He bares the brutal boners of "everybody's protest novel" from Stowe to Wright; points out that black is "devil-color" according to Christian theology and to "make white" is thus to save; reveals the positive base of Carmen Jones, movie version, as Negroes are white, that is, moral. Beyond such artistic attitudinal displays lie experimental realities: the Harlem Ghetto with its Negro press, the positive element of which tries to emulate the white press and provides an incongruous mixture of slick style and stark subject; the Ghetto with its churches and its hatred of the American reality behind the Jewish face (from which, as sufferers, so much was expected).
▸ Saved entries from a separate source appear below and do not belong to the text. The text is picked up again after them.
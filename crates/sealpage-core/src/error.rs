use sealpage_crypto::CryptoError;
use thiserror::Error;

pub type SealResult<T> = Result<T, SealError>;

#[derive(Debug, Error)]
pub enum SealError {
    #[error("crypto error: {0}")]
    Crypto(#[from] CryptoError),

    #[error("page error: {0}")]
    Page(String),

    #[error("config error: {0}")]
    Config(String),

    #[error("render error: {0}")]
    Render(String),

    #[error("unlock task failed: {0}")]
    Task(#[from] tokio::task::JoinError),

    #[error("I/O error: {0}")]
    Io(#[from] std::io::Error),
}
//! View-time unlocking with last-submitted-wins semantics
//!
//! Each password submission takes a ticket. Derivation runs on a blocking
//! worker; when it resolves, the result is only rendered if no newer ticket
//! has been issued in the meantime. Older work is never cancelled, its
//! result is just dropped.
//!
//! The ticket check and the render happen under the same lock that issues
//! tickets, so a submission made while a render is in progress waits for it
//! and becomes the latest only once that render is done.

use std::sync::{Arc, Mutex, MutexGuard, PoisonError};

use sealpage_crypto::{CryptoError, KeyDerivation, Verifier};
use secrecy::SecretString;
use tracing::{debug, info, warn};

use crate::error::SealResult;
use crate::page::LockedPayload;

/// Receives recovered plaintext. The only component that touches output.
pub trait Renderer: Send + Sync {
    fn render(&self, plaintext: &str) -> SealResult<()>;
}

/// Result of one password submission.
#[derive(Debug, Clone, Copy, PartialEq, Eq)]
pub enum UnlockOutcome {
    /// Tag verified and the renderer received the plaintext
    Unlocked,
    /// No pipeline matched: wrong password or damaged payload
    Rejected,
    /// A newer submission started before this one resolved
    Superseded,
}

impl UnlockOutcome {
    pub fn is_successful(&self) -> bool {
        matches!(self, UnlockOutcome::Unlocked)
    }
}

/// Opaque handle for one submission.
#[derive(Debug, Clone, Copy, PartialEq, Eq)]
pub struct Ticket(u64);

pub struct PageUnlocker<R> {
    kdf: Arc<KeyDerivation>,
    payload: LockedPayload,
    renderer: R,
    latest: Mutex<u64>,
}

impl<R: Renderer> PageUnlocker<R> {
    pub fn new(kdf: Arc<KeyDerivation>, payload: LockedPayload, renderer: R) -> Self {
        Self {
            kdf,
            payload,
            renderer,
            latest: Mutex::new(0),
        }
    }

    pub fn renderer(&self) -> &R {
        &self.renderer
    }

    /// Submit a password: take a ticket and run the attempt.
    pub async fn handle_decryption_of_page(
        &self,
        password: SecretString,
    ) -> SealResult<UnlockOutcome> {
        let ticket = self.begin_attempt();
        self.run_attempt(ticket, password).await
    }

    /// Take a ticket, making every earlier ticket stale.
    pub fn begin_attempt(&self) -> Ticket {
        let mut latest = self.lock_latest();
        *latest += 1;
        Ticket(*latest)
    }

    fn lock_latest(&self) -> MutexGuard<'_, u64> {
        // a counter cannot be left half-updated
        self.latest.lock().unwrap_or_else(PoisonError::into_inner)
    }

    /// Derive, verify, and render for `ticket`.
    ///
    /// `MalformedHex` and `DecryptionFailed` are returned as errors; only a
    /// signature mismatch maps to [`UnlockOutcome::Rejected`].
    pub async fn run_attempt(
        &self,
        ticket: Ticket,
        password: SecretString,
    ) -> SealResult<UnlockOutcome> {
        let kdf = Arc::clone(&self.kdf);
        let salt = self.payload.salt.clone();
        let signed_msg = self.payload.signed_msg.clone();

        let result = tokio::task::spawn_blocking(move || {
            Verifier::new(&kdf).unlock(&password, &salt, &signed_msg)
        })
        .await?;

        let latest = self.lock_latest();
        if *latest != ticket.0 {
            debug!(ticket = ticket.0, "discarding result of superseded unlock attempt");
            return Ok(UnlockOutcome::Superseded);
        }

        match result {
            Ok(decoded) => {
                info!(pipeline = %decoded.pipeline, "page unlocked");
                self.renderer.render(&decoded.plaintext)?;
                Ok(UnlockOutcome::Unlocked)
            }
            Err(CryptoError::SignatureMismatch) => {
                debug!(ticket = ticket.0, "incorrect password");
                Ok(UnlockOutcome::Rejected)
            }
            Err(e) => {
                warn!(error = %e, "unlock failed");
                Err(e.into())
            }
        }
    }
}
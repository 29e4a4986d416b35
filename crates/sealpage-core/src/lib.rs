pub mod config;
pub mod error;
pub mod page;
pub mod session;

pub use error::{SealError, SealResult};
pub use page::{extract_payload, render_locked_page, LockOptions, LockedPayload};
pub use session::{PageUnlocker, Renderer, UnlockOutcome};
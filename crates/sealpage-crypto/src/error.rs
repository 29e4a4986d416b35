use thiserror::Error;

pub type CryptoResult<T> = Result<T, CryptoError>;

#[derive(Debug, Clone, PartialEq, Eq, Error)]
pub enum CryptoError {
    /// Input was not an even-length string of hex digits.
    #[error("malformed hex: {0}")]
    MalformedHex(String),

    /// No pipeline produced a key whose tag matched. Deliberately says
    /// nothing about whether the password or the data was wrong.
    #[error("signature mismatch")]
    SignatureMismatch,

    /// Padding or UTF-8 failure after the tag already verified.
    #[error("decryption failed: {0}")]
    DecryptionFailed(String),

    #[error("invalid key length: {0} bytes (expected 32)")]
    InvalidKeyLength(usize),

    #[error("invalid KDF parameters: {0}")]
    InvalidParams(String),
}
There is a trip to Atlanta for the Wallace campaign and indignities endured; there is a beautiful essay, from which the book takes its title- of father and son and the corroding power of hate as it could grow from injustice. In Europe, there is the encounter of African and American Negro; a sojourn in jail over a stolen sheet; and last, the poignant essay of the first Negro to come to a remote Swiss village, to be greeted as a living wonder. This is not true in America, where he has a place, though equivocal, in our united life.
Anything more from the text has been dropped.